◆ **Task directions**:
For the string "ConfigTemplate", state how many lines of the data hold it. Give nothing besides the number.

◆ **Data for this exercise**:
________________

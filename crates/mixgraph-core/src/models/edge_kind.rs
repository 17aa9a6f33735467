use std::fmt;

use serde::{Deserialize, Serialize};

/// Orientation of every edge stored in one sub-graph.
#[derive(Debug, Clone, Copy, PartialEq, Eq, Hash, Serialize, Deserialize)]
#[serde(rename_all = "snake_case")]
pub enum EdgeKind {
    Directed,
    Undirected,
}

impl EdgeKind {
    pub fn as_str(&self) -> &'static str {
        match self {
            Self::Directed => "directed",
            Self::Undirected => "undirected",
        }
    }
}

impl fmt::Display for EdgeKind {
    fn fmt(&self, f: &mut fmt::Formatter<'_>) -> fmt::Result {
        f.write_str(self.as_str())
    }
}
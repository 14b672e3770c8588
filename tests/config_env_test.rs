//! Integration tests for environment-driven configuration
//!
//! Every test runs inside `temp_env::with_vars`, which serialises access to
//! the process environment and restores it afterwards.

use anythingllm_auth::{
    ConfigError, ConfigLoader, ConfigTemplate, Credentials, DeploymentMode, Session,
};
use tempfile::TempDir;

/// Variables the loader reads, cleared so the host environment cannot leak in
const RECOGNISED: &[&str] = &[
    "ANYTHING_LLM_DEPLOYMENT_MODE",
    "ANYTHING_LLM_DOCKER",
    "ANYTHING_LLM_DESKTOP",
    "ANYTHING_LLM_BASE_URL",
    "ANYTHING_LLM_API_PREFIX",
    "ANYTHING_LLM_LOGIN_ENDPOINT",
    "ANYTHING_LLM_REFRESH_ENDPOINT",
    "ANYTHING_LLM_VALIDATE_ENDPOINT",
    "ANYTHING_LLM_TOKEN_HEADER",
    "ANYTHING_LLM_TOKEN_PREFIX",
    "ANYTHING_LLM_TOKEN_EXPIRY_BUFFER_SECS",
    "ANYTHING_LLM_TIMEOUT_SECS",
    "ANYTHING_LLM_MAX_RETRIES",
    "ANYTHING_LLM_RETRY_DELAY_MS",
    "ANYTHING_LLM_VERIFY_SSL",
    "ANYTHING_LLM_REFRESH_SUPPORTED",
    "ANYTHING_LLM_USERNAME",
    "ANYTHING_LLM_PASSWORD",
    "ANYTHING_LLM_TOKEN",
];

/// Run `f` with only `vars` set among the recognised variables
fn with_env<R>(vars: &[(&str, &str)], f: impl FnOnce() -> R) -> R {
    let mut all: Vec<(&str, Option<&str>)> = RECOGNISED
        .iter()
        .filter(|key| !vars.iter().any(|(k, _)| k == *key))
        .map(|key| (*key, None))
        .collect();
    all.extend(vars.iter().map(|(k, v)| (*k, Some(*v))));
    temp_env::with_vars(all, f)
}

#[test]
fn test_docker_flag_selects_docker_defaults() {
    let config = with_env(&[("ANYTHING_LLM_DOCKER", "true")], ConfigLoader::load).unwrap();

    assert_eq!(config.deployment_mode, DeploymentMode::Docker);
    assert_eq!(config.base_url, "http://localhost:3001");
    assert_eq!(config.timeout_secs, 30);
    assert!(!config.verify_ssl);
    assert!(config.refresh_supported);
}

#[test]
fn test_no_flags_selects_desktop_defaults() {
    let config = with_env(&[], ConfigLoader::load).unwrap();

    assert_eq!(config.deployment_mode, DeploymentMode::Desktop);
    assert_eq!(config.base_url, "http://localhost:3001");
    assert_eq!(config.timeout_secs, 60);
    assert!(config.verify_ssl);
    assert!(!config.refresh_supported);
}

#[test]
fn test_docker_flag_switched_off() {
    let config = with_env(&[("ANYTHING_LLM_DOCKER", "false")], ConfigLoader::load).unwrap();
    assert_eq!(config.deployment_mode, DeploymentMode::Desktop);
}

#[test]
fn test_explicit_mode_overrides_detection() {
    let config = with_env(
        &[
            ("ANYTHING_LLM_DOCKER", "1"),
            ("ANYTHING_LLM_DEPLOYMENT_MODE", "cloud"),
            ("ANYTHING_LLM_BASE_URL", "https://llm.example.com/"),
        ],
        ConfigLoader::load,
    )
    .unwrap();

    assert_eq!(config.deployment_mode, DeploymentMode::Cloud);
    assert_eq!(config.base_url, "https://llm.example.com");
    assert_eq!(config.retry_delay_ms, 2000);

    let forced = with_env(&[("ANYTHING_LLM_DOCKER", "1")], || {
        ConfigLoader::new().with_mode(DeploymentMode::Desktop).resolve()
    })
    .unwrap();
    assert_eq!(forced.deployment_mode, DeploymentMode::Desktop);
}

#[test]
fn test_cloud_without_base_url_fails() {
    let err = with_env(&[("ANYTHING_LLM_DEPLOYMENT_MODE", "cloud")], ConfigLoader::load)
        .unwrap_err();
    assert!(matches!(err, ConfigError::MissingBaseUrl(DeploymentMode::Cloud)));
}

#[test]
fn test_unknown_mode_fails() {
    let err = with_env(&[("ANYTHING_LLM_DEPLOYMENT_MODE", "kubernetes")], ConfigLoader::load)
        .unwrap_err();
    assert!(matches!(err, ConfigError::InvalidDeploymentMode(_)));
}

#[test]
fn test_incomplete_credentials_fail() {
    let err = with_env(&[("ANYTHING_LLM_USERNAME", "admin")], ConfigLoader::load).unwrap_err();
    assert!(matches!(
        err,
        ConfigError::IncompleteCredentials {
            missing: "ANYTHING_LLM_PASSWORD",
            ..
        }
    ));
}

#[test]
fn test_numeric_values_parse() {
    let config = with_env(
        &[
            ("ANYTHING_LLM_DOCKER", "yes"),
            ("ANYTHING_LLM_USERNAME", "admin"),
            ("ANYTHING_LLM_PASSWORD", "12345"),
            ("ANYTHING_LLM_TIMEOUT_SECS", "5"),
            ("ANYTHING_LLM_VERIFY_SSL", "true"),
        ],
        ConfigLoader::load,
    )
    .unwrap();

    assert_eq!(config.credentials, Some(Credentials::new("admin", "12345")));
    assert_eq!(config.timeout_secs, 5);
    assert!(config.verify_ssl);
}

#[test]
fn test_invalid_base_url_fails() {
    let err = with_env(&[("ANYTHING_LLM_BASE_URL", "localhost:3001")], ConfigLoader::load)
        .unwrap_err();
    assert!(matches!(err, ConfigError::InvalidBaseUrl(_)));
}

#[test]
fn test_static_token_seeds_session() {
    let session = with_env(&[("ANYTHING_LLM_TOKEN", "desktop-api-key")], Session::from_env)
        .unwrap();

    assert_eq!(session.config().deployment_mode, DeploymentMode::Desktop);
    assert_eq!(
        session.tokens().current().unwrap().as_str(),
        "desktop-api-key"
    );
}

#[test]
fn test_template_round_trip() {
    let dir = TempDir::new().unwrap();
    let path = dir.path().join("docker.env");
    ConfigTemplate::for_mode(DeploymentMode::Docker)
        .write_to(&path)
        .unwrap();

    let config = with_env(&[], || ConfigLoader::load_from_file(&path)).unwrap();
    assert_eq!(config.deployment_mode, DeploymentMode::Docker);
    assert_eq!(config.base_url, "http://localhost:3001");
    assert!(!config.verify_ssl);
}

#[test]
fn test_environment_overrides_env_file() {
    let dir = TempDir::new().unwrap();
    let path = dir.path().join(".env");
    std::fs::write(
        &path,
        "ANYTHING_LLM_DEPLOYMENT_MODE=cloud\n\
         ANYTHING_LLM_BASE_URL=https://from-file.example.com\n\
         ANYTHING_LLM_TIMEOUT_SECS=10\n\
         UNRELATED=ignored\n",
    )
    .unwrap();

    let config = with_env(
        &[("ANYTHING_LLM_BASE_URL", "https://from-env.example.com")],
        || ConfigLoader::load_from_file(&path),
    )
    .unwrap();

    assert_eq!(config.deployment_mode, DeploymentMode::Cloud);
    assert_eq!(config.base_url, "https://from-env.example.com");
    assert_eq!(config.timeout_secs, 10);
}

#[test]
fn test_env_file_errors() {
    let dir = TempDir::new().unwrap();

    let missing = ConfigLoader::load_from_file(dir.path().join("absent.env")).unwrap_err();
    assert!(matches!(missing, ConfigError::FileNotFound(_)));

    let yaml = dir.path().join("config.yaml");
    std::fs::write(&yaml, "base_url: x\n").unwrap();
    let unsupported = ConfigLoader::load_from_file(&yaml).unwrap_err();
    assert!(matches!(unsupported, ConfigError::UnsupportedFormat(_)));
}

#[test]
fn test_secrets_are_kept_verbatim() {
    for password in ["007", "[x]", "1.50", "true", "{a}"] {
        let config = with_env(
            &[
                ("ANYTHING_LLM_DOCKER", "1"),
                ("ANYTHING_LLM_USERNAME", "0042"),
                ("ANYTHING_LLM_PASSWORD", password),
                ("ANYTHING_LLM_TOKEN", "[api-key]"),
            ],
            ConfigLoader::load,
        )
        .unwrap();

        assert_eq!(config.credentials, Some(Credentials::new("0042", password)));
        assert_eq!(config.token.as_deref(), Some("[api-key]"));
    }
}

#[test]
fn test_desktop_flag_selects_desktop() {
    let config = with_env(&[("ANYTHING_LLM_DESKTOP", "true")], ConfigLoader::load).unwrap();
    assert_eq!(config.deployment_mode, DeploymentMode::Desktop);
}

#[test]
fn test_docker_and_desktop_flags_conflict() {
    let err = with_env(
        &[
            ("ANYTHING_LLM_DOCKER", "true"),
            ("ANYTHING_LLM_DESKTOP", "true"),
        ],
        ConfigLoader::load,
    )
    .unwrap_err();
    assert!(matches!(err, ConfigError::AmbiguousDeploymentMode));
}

________________

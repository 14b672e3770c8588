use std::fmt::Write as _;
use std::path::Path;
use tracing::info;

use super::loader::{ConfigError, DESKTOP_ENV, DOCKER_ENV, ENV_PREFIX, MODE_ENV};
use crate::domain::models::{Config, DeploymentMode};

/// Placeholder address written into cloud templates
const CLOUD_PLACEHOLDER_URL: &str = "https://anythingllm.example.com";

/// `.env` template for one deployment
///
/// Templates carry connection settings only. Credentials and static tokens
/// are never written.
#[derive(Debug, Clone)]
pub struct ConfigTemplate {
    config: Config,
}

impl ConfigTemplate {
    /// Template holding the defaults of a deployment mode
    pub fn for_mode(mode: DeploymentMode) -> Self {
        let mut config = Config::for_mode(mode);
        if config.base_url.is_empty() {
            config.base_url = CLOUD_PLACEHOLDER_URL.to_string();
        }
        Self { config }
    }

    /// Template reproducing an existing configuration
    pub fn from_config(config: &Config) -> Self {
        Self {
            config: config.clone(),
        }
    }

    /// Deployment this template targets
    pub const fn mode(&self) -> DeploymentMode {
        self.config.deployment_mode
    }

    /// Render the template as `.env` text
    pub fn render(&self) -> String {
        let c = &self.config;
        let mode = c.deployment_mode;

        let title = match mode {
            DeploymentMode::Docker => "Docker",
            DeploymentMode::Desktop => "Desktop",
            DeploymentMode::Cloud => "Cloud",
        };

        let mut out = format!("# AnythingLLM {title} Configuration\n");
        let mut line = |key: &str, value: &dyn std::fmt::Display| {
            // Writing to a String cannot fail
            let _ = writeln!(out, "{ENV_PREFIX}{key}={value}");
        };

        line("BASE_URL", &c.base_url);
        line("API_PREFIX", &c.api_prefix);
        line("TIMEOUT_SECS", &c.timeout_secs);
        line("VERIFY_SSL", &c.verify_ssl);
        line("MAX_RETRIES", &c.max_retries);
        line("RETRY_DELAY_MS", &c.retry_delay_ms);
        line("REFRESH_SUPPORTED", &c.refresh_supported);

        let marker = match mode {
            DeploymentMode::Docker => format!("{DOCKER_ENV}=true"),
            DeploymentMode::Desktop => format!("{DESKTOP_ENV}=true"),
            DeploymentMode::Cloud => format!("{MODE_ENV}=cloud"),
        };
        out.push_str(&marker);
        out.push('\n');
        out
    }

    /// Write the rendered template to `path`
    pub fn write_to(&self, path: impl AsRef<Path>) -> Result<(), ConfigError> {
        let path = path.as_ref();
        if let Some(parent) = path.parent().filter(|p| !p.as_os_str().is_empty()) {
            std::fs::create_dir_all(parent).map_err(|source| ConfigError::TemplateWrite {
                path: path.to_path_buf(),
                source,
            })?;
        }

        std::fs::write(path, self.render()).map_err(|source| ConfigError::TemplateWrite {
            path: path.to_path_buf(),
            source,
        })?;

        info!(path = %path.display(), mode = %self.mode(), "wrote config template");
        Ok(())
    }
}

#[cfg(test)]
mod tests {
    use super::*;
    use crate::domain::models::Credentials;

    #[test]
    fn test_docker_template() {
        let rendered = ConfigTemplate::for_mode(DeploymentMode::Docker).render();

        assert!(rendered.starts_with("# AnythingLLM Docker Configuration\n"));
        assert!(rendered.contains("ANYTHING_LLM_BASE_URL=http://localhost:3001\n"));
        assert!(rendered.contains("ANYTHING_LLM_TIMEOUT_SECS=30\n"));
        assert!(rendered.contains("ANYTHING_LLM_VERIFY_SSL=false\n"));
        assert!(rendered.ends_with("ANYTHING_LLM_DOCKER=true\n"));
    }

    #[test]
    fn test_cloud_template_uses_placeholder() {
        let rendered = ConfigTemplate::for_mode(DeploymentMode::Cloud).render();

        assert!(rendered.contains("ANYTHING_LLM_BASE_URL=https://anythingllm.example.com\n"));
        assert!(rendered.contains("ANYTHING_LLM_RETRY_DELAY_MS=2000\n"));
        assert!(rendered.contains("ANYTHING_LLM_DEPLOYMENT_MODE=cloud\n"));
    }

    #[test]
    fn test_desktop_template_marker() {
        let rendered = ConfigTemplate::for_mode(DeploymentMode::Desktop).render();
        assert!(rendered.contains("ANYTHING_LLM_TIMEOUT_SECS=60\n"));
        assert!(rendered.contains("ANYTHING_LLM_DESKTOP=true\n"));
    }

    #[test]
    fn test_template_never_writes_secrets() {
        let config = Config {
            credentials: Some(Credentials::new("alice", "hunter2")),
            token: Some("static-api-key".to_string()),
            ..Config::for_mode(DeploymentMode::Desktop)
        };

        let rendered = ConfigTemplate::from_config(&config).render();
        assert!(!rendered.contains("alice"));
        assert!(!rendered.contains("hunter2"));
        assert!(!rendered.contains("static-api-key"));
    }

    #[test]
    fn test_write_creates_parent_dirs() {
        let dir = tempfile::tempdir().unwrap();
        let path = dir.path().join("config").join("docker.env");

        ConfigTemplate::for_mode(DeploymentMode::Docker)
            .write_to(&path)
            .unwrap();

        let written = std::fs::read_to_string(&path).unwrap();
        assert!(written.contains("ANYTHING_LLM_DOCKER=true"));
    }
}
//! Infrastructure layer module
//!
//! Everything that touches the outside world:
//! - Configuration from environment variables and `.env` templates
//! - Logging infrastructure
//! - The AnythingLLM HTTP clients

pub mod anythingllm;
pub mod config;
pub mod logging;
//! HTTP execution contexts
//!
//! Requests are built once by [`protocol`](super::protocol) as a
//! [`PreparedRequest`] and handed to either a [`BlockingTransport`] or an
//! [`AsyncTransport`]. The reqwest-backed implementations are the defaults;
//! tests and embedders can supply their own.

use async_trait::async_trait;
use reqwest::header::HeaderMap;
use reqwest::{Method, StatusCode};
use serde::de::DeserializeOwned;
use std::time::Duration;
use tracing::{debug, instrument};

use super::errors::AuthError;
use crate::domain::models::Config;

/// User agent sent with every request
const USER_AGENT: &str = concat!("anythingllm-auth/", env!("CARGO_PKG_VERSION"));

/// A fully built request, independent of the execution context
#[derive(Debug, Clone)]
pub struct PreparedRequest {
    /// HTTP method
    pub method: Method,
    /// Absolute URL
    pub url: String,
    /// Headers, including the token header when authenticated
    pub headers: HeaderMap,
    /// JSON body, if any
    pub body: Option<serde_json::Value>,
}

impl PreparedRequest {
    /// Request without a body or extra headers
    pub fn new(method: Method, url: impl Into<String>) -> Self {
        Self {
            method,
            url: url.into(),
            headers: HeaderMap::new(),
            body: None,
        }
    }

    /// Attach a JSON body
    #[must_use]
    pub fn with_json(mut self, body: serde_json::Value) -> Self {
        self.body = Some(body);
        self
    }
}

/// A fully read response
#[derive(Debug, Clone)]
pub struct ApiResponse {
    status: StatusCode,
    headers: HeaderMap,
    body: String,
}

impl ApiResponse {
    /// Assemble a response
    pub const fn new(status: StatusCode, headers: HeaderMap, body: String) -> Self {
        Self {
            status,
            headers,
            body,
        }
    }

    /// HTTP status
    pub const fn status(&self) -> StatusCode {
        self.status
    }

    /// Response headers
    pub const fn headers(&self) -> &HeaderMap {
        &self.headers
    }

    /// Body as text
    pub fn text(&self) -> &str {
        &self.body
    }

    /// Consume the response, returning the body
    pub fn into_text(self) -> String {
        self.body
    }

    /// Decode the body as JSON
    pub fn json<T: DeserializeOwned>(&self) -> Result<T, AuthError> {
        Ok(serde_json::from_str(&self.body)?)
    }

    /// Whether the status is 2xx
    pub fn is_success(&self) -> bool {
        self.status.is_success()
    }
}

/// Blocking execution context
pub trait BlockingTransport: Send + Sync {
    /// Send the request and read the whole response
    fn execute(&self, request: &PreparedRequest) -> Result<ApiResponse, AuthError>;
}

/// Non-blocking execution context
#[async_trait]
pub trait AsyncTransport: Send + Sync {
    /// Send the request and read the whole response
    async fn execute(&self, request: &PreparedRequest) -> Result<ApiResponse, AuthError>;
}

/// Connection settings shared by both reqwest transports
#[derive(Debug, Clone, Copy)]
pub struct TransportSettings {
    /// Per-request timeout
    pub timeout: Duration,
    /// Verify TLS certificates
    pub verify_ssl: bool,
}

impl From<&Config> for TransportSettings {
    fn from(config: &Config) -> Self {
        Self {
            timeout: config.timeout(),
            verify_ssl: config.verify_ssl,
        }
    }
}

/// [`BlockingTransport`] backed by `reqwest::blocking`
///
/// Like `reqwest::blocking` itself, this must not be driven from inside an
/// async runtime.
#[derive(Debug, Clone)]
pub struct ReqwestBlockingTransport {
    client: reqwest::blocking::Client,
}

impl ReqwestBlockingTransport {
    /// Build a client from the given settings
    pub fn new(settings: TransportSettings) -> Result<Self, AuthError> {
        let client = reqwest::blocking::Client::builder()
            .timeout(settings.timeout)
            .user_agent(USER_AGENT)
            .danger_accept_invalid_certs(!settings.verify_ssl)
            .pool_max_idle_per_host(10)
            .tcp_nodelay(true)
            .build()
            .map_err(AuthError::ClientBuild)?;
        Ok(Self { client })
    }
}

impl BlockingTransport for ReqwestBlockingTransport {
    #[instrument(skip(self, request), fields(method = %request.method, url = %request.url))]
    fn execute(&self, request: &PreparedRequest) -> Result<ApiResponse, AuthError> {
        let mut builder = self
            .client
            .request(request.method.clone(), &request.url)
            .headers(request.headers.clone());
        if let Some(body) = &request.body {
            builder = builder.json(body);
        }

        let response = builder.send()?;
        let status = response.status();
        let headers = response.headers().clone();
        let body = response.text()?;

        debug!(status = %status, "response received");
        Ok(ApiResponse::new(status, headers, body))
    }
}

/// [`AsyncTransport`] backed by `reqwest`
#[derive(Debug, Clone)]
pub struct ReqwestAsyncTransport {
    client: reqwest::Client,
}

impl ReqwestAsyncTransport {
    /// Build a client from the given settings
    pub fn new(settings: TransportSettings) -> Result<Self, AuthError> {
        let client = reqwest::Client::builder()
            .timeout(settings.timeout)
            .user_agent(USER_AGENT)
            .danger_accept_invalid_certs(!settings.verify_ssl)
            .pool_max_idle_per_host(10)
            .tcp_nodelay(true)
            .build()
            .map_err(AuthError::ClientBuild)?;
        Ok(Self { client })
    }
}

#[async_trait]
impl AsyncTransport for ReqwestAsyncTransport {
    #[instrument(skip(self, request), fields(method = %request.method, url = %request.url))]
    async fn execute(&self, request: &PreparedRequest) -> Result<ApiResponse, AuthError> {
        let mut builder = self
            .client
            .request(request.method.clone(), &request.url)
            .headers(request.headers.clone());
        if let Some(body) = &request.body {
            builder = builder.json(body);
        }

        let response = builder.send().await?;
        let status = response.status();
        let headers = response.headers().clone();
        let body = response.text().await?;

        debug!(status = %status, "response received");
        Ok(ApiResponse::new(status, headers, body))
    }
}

________________

◆ **Answer box**:
9